Segment Start: THE INPUT

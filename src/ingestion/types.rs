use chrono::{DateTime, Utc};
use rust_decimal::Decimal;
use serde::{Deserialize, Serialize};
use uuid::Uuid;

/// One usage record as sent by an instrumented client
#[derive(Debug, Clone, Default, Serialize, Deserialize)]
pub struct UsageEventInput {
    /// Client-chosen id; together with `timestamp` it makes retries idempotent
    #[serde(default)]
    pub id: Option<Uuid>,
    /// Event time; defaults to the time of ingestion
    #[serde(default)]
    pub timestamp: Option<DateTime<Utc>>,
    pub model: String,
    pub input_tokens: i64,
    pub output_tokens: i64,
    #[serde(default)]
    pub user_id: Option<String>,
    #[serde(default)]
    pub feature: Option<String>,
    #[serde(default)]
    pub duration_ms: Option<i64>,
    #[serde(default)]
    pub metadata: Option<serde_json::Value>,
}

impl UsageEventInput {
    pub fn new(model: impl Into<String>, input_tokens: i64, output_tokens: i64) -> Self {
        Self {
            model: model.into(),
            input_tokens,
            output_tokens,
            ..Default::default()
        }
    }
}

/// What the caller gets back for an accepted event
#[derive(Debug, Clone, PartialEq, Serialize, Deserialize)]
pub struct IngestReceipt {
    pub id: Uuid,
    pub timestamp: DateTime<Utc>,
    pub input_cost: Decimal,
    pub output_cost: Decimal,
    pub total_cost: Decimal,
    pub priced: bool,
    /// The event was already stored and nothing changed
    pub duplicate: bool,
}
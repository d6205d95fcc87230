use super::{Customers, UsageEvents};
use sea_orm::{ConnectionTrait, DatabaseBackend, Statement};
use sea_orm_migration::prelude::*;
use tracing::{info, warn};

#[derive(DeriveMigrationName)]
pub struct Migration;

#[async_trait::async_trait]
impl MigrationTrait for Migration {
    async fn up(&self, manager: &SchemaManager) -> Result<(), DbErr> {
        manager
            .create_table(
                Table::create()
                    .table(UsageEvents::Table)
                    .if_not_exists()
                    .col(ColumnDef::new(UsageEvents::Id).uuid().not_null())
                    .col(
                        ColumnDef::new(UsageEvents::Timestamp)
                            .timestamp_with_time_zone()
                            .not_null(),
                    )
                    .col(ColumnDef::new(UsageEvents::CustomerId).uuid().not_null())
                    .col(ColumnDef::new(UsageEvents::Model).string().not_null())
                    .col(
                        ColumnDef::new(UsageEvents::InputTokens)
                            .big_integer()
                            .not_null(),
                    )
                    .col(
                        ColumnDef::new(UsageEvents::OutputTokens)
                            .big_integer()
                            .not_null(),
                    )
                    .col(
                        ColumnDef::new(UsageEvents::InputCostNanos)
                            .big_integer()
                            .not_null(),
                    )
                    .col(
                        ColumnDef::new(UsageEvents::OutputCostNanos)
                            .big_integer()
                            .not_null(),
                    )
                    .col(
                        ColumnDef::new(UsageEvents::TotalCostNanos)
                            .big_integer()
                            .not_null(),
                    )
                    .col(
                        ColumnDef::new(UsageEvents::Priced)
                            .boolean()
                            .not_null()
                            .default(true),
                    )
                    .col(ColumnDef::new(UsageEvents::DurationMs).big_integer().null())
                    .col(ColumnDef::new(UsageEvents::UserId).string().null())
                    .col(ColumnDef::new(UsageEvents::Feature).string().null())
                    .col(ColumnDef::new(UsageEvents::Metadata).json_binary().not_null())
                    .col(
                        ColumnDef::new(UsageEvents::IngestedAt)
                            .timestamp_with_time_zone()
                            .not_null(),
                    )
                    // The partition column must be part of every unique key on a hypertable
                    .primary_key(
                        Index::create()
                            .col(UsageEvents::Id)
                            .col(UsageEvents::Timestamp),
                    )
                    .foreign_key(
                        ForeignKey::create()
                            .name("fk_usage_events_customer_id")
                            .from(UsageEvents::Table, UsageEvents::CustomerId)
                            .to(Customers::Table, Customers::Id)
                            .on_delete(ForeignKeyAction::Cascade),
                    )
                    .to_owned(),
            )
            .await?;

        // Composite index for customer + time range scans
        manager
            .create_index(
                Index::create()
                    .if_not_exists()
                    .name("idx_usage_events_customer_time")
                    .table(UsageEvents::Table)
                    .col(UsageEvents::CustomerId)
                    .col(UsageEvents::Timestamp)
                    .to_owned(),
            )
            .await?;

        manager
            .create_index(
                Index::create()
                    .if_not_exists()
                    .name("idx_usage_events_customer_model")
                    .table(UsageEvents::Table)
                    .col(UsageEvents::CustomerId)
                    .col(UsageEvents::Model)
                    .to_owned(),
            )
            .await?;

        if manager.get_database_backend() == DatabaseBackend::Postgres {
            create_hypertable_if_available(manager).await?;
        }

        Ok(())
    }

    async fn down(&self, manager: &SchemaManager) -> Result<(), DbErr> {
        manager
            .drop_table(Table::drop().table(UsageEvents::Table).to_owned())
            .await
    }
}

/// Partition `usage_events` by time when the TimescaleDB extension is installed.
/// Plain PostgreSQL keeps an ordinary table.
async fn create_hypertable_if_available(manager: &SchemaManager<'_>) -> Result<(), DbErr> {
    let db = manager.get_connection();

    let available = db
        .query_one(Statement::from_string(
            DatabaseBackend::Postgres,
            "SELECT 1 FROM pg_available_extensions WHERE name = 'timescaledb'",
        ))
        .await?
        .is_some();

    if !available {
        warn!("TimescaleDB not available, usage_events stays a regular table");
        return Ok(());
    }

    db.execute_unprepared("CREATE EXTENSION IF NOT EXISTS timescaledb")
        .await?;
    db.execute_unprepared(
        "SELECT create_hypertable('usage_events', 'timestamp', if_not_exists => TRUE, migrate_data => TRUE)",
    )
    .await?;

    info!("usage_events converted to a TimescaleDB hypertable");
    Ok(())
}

Segment End: THE INPUT
Segment Start: THE INPUT

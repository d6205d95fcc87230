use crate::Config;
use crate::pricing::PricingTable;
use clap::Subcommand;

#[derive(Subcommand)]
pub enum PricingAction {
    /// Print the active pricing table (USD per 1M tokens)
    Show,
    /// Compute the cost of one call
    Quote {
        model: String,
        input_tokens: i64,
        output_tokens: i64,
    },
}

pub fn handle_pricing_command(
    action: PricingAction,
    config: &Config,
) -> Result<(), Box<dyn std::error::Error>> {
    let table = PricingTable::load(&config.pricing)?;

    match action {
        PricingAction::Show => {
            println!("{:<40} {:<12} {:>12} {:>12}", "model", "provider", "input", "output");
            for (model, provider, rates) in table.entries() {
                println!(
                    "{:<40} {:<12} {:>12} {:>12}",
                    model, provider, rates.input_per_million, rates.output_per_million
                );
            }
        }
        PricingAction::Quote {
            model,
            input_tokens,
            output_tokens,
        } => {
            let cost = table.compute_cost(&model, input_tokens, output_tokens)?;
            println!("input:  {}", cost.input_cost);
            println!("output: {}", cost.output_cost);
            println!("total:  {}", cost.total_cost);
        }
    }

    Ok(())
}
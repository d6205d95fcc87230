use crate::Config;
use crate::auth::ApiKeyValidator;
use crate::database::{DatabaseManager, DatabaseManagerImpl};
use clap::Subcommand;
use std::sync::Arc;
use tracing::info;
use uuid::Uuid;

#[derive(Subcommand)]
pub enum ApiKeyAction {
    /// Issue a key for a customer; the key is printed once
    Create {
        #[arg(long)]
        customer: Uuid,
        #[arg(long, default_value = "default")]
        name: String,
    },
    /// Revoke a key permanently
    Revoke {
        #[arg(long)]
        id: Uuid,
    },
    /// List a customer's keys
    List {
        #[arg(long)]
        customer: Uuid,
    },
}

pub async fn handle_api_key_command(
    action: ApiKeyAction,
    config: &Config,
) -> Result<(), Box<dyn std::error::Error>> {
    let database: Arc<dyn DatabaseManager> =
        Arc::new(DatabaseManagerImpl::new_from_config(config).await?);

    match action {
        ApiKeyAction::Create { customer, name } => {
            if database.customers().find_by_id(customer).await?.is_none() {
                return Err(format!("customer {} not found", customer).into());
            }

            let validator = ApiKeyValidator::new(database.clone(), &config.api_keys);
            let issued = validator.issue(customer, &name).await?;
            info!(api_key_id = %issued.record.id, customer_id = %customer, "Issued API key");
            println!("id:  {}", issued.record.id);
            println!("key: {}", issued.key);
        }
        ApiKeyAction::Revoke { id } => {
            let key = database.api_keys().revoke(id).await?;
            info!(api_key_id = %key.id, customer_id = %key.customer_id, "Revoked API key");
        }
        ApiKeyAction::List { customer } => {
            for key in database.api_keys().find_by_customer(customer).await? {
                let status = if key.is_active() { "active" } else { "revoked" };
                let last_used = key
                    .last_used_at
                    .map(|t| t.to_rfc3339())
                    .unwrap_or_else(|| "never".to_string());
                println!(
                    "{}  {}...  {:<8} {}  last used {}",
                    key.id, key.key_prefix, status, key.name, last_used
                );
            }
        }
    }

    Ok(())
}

Segment End: THE INPUT
Segment Start: THE INPUT

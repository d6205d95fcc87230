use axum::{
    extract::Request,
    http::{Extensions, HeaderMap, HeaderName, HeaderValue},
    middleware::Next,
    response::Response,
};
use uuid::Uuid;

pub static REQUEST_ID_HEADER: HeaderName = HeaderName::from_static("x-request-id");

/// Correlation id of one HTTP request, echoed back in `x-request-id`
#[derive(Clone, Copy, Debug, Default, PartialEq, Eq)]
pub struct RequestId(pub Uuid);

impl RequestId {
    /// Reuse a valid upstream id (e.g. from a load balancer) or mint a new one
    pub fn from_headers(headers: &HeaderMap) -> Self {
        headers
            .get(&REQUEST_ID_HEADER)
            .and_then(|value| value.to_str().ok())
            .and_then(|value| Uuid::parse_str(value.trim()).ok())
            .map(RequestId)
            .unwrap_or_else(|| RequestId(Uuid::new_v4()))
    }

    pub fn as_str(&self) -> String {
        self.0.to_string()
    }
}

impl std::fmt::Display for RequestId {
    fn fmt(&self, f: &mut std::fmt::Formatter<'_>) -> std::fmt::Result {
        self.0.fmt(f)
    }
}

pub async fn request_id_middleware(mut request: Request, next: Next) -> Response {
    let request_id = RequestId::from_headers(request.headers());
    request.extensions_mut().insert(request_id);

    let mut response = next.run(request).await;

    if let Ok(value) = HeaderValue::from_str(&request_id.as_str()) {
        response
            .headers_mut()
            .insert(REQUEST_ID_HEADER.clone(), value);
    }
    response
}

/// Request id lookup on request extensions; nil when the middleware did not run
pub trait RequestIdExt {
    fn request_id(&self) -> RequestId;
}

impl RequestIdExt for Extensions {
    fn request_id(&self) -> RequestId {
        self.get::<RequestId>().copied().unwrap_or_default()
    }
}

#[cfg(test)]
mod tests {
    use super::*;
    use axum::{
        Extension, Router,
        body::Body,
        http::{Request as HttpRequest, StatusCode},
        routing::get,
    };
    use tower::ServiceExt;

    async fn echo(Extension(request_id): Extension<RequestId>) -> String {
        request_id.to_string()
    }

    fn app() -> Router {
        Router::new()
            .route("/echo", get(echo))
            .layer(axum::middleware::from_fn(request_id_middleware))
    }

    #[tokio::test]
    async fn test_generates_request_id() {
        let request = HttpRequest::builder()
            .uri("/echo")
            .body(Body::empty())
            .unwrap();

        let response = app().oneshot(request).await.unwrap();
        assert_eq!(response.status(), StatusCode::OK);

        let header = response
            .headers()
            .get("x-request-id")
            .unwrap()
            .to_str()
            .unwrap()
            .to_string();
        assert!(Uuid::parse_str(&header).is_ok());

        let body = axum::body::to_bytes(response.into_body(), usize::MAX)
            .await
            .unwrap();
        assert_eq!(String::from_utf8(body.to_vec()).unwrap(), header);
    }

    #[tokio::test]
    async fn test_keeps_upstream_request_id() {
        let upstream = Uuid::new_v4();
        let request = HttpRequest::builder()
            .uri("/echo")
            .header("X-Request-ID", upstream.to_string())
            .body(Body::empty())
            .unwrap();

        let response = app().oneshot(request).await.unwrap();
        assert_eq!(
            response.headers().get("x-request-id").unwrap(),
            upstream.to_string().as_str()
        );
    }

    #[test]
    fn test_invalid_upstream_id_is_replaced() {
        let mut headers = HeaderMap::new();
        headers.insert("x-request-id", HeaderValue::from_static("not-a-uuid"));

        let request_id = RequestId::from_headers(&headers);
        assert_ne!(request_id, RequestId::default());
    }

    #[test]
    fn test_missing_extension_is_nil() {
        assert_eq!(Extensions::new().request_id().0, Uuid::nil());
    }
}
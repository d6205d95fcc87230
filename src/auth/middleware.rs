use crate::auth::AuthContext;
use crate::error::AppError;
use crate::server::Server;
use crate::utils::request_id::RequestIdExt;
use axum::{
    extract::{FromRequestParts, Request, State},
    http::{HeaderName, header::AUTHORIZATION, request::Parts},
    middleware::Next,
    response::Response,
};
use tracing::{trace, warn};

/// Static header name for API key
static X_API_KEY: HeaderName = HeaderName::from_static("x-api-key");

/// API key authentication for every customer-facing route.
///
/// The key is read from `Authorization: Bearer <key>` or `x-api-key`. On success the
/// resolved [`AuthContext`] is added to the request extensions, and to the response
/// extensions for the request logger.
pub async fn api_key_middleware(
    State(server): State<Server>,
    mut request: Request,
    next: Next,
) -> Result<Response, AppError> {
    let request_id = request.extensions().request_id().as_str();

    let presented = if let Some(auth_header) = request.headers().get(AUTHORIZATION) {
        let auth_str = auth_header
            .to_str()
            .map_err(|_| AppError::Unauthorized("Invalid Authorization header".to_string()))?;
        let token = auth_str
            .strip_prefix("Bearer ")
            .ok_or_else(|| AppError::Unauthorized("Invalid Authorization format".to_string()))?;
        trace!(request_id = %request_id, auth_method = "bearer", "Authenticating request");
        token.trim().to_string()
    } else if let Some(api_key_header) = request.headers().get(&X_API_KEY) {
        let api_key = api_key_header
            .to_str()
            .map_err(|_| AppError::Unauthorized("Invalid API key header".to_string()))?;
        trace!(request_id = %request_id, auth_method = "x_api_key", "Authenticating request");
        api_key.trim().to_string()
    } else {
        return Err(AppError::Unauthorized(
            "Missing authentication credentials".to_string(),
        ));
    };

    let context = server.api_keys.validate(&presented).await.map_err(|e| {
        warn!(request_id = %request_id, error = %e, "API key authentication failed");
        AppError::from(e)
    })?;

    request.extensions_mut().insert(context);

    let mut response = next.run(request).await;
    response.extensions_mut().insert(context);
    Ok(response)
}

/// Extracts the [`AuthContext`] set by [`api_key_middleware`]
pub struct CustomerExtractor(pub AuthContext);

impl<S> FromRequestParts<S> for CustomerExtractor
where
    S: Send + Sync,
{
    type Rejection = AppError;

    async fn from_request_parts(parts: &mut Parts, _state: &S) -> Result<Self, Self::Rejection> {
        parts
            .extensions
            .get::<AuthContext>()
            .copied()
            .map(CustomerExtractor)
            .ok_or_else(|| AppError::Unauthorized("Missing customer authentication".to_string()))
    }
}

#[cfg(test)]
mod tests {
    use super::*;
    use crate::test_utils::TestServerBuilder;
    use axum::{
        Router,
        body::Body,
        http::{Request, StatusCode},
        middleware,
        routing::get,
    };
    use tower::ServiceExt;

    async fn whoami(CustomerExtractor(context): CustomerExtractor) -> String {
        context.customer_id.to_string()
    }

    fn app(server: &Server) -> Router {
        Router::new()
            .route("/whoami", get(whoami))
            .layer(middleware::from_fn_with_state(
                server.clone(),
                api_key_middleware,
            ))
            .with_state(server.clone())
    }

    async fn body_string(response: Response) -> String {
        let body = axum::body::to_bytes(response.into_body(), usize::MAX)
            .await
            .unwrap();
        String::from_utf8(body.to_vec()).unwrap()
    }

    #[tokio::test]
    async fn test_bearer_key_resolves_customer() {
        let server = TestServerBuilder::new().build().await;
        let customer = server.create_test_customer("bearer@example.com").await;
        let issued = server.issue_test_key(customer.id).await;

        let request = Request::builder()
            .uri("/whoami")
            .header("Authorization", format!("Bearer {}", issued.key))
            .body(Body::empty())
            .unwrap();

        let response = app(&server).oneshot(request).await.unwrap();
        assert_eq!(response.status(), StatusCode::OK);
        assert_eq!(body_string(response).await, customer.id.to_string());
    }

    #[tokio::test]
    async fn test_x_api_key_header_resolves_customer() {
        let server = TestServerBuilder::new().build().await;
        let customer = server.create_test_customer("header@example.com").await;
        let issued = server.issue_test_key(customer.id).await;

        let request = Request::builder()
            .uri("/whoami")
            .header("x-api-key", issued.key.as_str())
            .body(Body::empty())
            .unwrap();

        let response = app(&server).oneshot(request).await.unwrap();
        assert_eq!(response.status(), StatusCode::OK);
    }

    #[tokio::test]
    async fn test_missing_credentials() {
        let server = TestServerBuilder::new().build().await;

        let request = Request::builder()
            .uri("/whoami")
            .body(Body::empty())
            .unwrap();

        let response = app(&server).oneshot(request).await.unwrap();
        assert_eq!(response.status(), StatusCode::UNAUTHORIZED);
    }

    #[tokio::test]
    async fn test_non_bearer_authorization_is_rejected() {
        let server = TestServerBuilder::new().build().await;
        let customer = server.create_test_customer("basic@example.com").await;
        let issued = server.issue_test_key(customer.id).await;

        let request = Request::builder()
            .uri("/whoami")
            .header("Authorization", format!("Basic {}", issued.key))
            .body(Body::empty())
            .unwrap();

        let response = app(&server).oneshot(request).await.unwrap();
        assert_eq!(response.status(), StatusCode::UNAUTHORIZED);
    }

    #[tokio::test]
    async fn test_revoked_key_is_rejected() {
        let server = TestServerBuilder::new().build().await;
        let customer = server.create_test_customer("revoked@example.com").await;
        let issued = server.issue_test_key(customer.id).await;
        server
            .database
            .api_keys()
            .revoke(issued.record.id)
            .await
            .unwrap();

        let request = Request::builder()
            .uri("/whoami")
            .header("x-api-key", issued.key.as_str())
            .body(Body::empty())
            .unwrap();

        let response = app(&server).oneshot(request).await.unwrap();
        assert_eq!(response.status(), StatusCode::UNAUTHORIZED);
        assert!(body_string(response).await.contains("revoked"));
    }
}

Segment End: THE INPUT

=== WHAT NEEDS TO BE DONE ===
Show every line from the entries that includes the word "Debug".

=== RESPONSE TO THE TASK ===
#[derive(Debug, Clone, Default, Serialize, Deserialize)]
#[derive(Debug, Clone, PartialEq, Serialize, Deserialize)]
#[derive(Clone, Copy, Debug, Default, PartialEq, Eq)]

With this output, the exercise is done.